Ela não podia estar ali. Não ela, pelos deuses. Amarantha me faria torturar e matar aquela fêmea.

- Ayla, não posso dizer que é um prazer vê-la aqui. - apesar do medo e do desespero que me corroíam, consegui manter meu tom de voz frio, quase que entediado.

- Rhys, é você mesmo? - a voz era baixa, um sussurro. Sua pele cor de amêndoa apresentava hematomas por todos os membros, e os olhos bronze, aqueles olhos tão lindos e um dia vívidos estavam opacos, sem vida.

Deixei uma risada de escárnio sair pelos meus lábios, me odiando a cada momento.

- E quem mais seria? - perguntei, inclinando a cabeça e me aproximando da cela.

- Ouvi dizer que estava aqui embaixo. Haviam dito que você tinha se aliado a Amarantha - os olhos me avaliavam, cheios de dor e pesar - Mas eu nunca acreditei, sempre combati todos que falavam isso de você.

Eu não sabia o que fazer. Só queria abrir a grade, abraçá-la e levá-la para longe daquele inferno. Mas eu sabia que não podia, não sem me expor.

Me doía mais do que tudo ver seus olhos esperançosos sobre mim, esperando que eu a ajudasse de alguma forma.

Ayla havia sido uma das minhas únicas amigas na infância. As outras cortes não viam com bons olhos um mestiço iliriano que podia destruir cômodos inteiros em um acesso de raiva, mas um dos lorde da Corte Diurna tinha negócios com meu pai e sempre trazia sua filha para nossa corte.

Nos raros momentos em que eu não estava treinando no acampamento iliriano, Ayla havia sido minha companhia pelos corredores intermináveis do palácio da corte. Aquele local podia ser muito solitário para uma criança, especialmente quando Mor estava fora. Mas a presença de Ayla sempre foi bem vinda. E eu a adorava. Sua mania de me importunar, seu gosto por brincadeiras que sempre nos deixavam em apuros era o que tornava meus dias mais alegres.

Perdemos o contato depois de um tempo. Ela com suas obrigações na corte, eu com meu treinamento. Porém, após alguns anos, já adultos, nos encontramos novamente. E foi como se não tivéssemos nos separado um só dia. Aos poucos, a amizade deu espaço a algo mais.

Ayla crescera para ser uma mulher linda. Aquele sorriso me fascinava, a pele brilhante e os olhos vívidos visitavam meus sonhos constantemente. E eu sabia que ela também sentia atração por mim.

Quase todos os dias, eu atravessava para as fronteiras da Corte Diurna e ia a um campo onde nos encontrávamos para passar a tarde conversando, ou apenas lendo sentados lado a lado.

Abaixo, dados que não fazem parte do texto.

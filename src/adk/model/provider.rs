// SPDX-License-Identifier: MIT

//! Provider registry - resolves a configuration mapping to a model binding

use super::anthropic::AnthropicModel;
use super::bedrock::BedrockModel;
use super::{GenerationConfig, Model};
use crate::adk::error::ModelConfigurationError;
use serde::{Deserialize, Serialize};
use serde_json::{Map, Value};
use std::collections::BTreeMap;
use std::sync::Arc;

/// Provider configuration: a `provider` key, a `model_id`, and
/// backend-specific credential and parameter fields
#[derive(Debug, Clone, Default, PartialEq, Serialize, Deserialize)]
#[serde(transparent)]
pub struct ProviderConfig(Map<String, Value>);

impl ProviderConfig {
    pub fn new() -> Self {
        Self(Map::new())
    }

    pub fn from_map(map: Map<String, Value>) -> Self {
        Self(map)
    }

    /// Builder-style field setter
    pub fn with(mut self, key: &str, value: impl Into<Value>) -> Self {
        self.0.insert(key.to_string(), value.into());
        self
    }

    pub fn set(&mut self, key: &str, value: impl Into<Value>) {
        self.0.insert(key.to_string(), value.into());
    }

    pub fn remove(&mut self, key: &str) -> Option<Value> {
        self.0.remove(key)
    }

    pub fn contains(&self, key: &str) -> bool {
        self.0.contains_key(key)
    }

    pub fn get(&self, key: &str) -> Option<&Value> {
        self.0.get(key)
    }

    pub fn as_map(&self) -> &Map<String, Value> {
        &self.0
    }

    pub fn as_map_mut(&mut self) -> &mut Map<String, Value> {
        &mut self.0
    }

    /// Non-empty string field
    pub fn get_str(&self, key: &str) -> Option<&str> {
        self.0
            .get(key)
            .and_then(Value::as_str)
            .filter(|s| !s.is_empty())
    }

    pub fn require_str(&self, provider: &str, key: &str) -> Result<&str, ModelConfigurationError> {
        self.get_str(key)
            .ok_or_else(|| ModelConfigurationError::missing_field(provider, key))
    }

    /// Numeric field; numeric strings (e.g. from env expansion) are accepted
    pub fn get_f64(&self, key: &str) -> Option<f64> {
        match self.0.get(key)? {
            Value::Number(n) => n.as_f64(),
            Value::String(s) => s.trim().parse().ok(),
            _ => None,
        }
    }

    pub fn get_f32(&self, key: &str) -> Option<f32> {
        self.get_f64(key).map(|v| v as f32)
    }

    pub fn get_u32(&self, key: &str) -> Option<u32> {
        match self.0.get(key)? {
            Value::Number(n) => n.as_u64().and_then(|v| u32::try_from(v).ok()),
            Value::String(s) => s.trim().parse().ok(),
            _ => None,
        }
    }

    /// Name of the backend
    pub fn provider(&self) -> Result<&str, ModelConfigurationError> {
        self.get_str("provider").ok_or_else(|| {
            ModelConfigurationError::new("configuration must include a 'provider' key")
        })
    }

    pub fn model_id(&self) -> Result<&str, ModelConfigurationError> {
        let provider = self.get_str("provider").unwrap_or("unknown");
        self.require_str(provider, "model_id")
    }

    /// Sampling parameters shared by all backends
    pub fn generation_config(&self) -> GenerationConfig {
        GenerationConfig {
            temperature: self.get_f32("temperature"),
            max_output_tokens: self.get_u32("max_tokens"),
            top_p: self.get_f32("top_p"),
            top_k: self.get_u32("top_k"),
        }
    }
}

type ModelBuilder = fn(&ProviderConfig) -> Result<Arc<dyn Model>, ModelConfigurationError>;

/// Registry of model backends keyed by lowercase provider name
#[derive(Clone)]
pub struct ProviderFactory {
    builders: BTreeMap<String, ModelBuilder>,
}

impl ProviderFactory {
    /// Factory with the built-in backends registered
    pub fn new() -> Self {
        let mut factory = Self::empty();
        factory.register("anthropic", |config| {
            Ok(Arc::new(AnthropicModel::from_config(config)?))
        });
        factory.register("aws_bedrock", |config| {
            Ok(Arc::new(BedrockModel::from_config(config)?))
        });
        factory
    }

    pub fn empty() -> Self {
        Self {
            builders: BTreeMap::new(),
        }
    }

    pub fn register(&mut self, provider: &str, builder: ModelBuilder) {
        self.builders.insert(provider.to_lowercase(), builder);
    }

    /// Registered provider names, sorted
    pub fn supported(&self) -> Vec<&str> {
        self.builders.keys().map(String::as_str).collect()
    }

    /// Build a model from a configuration mapping.
    ///
    /// Fails for a missing or unknown `provider`, a missing `model_id`, or
    /// missing backend-specific fields.
    pub fn build(&self, config: &ProviderConfig) -> Result<Arc<dyn Model>, ModelConfigurationError> {
        let provider = config.provider()?;
        let builder = self.builders.get(&provider.to_lowercase()).ok_or_else(|| {
            ModelConfigurationError::new(format!(
                "unsupported model provider: '{}'. Supported providers are: {:?}",
                provider,
                self.supported()
            ))
        })?;
        config.model_id()?;

        log::info!(
            "Building model '{}' for provider '{}'",
            config.get_str("model_id").unwrap_or_default(),
            provider
        );
        builder(config)
    }
}

impl Default for ProviderFactory {
    fn default() -> Self {
        Self::new()
    }
}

Às vezes ela me pegava a admirando, e seu sorriso quando percebia isso era uma das coisas mais lindas do mundo. Eu a amava. E ela me amava também. Passei a visitar seus aposentos, onde passava quase todas as noites. E todos os horários livres que tinha no dia.

Meu pai descobriu sobre nosso relacionamento alguns meses depois e me proibiu de voltar a vê-la. As negociações com a Corte Diurna não iam bem e agora estávamos numa guerra comercial. É claro que eu nunca o obedeci e continuei encontrando-me com ela às escondidas.

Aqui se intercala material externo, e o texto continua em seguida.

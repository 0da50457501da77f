// SPDX-License-Identifier: MIT

//! Agent development kit: messages, state, models, tools and the graph engine

pub mod agent;
pub mod error;
pub mod graph;
pub mod message;
pub mod model;
pub mod runtime;
pub mod state;
pub mod tool;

Aparentemente, o pai de Ayla compartilhava da aversão de meu pai sobre o nosso relacionamento, mas nós ignorávamos os dois. Eu nunca havia amado fêmea nenhuma na vida. Ela fora a primeira e a única, mas eles a tiraram de mim.

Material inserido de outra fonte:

use aiz::adk::agent::Agent;
use aiz::adk::graph::{GraphEvent, Target};
use aiz::adk::model::ProviderFactory;
use aiz::aiz::agents::{build_generator_agent, build_supervisor_agent};
use aiz::aiz::config::AppConfig;
use aiz::aiz::consent::{ConsentProvider, StaticConsent, TerminalConsent};
use clap::{Parser, Subcommand};
use dotenv::dotenv;
use std::path::PathBuf;
use std::sync::Arc;
use tokio::sync::mpsc;
use tokio_stream::wrappers::ReceiverStream;
use tokio_stream::StreamExt;

#[derive(Parser, Debug)]
#[command(author, version, about, long_about = None)]
struct Args {
    /// YAML configuration file (provider mapping and agent settings)
    #[arg(short, long)]
    config: Option<PathBuf>,

    /// Override the model provider (anthropic, aws_bedrock)
    #[arg(long)]
    provider: Option<String>,

    /// Override the model id
    #[arg(long)]
    model_id: Option<String>,

    /// Execute without asking for confirmation
    #[arg(short, long)]
    yes: bool,

    #[command(subcommand)]
    command: Commands,
}

#[derive(Subcommand, Debug)]
enum Commands {
    /// Print the shell command for an objective without running it
    Generate {
        /// What you want to do, in plain words
        #[arg(short, long)]
        query: String,
    },
    /// Generate the command, confirm it and execute it
    Run {
        /// What you want to do, in plain words
        #[arg(short, long)]
        query: String,
    },
}

fn describe(event: &GraphEvent) -> String {
    match event {
        GraphEvent::NodeEntered { session, node } => format!("[{}] -> {}", session, node),
        GraphEvent::NodeExited {
            session,
            node,
            next: Target::Node(next),
        } => format!("[{}] {} done, next: {}", session, node, next),
        GraphEvent::NodeExited {
            session,
            node,
            next: Target::End,
        } => format!("[{}] {} done, finishing", session, node),
        GraphEvent::RunTerminated {
            session,
            outcome,
            error: None,
        } => format!("[{}] finished ({:?})", session, outcome),
        GraphEvent::RunTerminated {
            session,
            outcome,
            error: Some(error),
        } => format!("[{}] failed in {:?}: {}", session, outcome, error),
    }
}

#[tokio::main]
async fn main() -> anyhow::Result<()> {
    dotenv().ok();
    env_logger::init();

    let args = Args::parse();

    let config = match &args.config {
        Some(path) => AppConfig::load(path)?,
        None => AppConfig::from_env(),
    }
    .with_overrides(args.provider.as_deref(), args.model_id.as_deref());

    let model = ProviderFactory::new().build(&config.provider)?;
    log::info!("Using provider: {}", model.provider());

    match args.command {
        Commands::Generate { query } => {
            let agent = build_generator_agent(model, &config.settings)?;
            let command = agent.run(query).await?;
            println!("{}", command.trim());
        }
        Commands::Run { query } => {
            let consent: Arc<dyn ConsentProvider> = if args.yes {
                Arc::new(StaticConsent(true))
            } else {
                Arc::new(TerminalConsent)
            };
            let agent = build_supervisor_agent(model, consent, &config.settings)?;

            let (tx, rx) = mpsc::channel(64);
            let printer = tokio::spawn(async move {
                let mut events = ReceiverStream::new(rx);
                while let Some(event) = events.next().await {
                    eprintln!("{}", describe(&event));
                }
            });

            let answer = agent.run_stream(query, tx).await;
            let _ = printer.await;
            println!("{}", answer?);
        }
    }

    Ok(())
}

Seu pai a obrigou a se casar com um lorde qualquer da Corte Diurna. O casamento foi feito às escondidas, sem festa, sem convidados, pois ele sabia que eu faria de tudo para impedir a união.

Eu lutei por ela, por meses, tentei falar com seu pai, implorar para que me deixasse vê-la, mas nunca era recebido. E eu não sabia para onde aquele lorde a tinha levado.

Algum tempo depois, Ayla veio me ver. Eu sabia que ela não estava feliz, mas me implorou pra deixar de procurá-la. A situação com o pai estava ruim, e eu só estava piorando as coisas. Só aceitei fazer aquilo porque ela disse que o lorde era um bom macho e parecia amá-la. Ela estava devastada, mas disse que aprenderia a amá-lo também.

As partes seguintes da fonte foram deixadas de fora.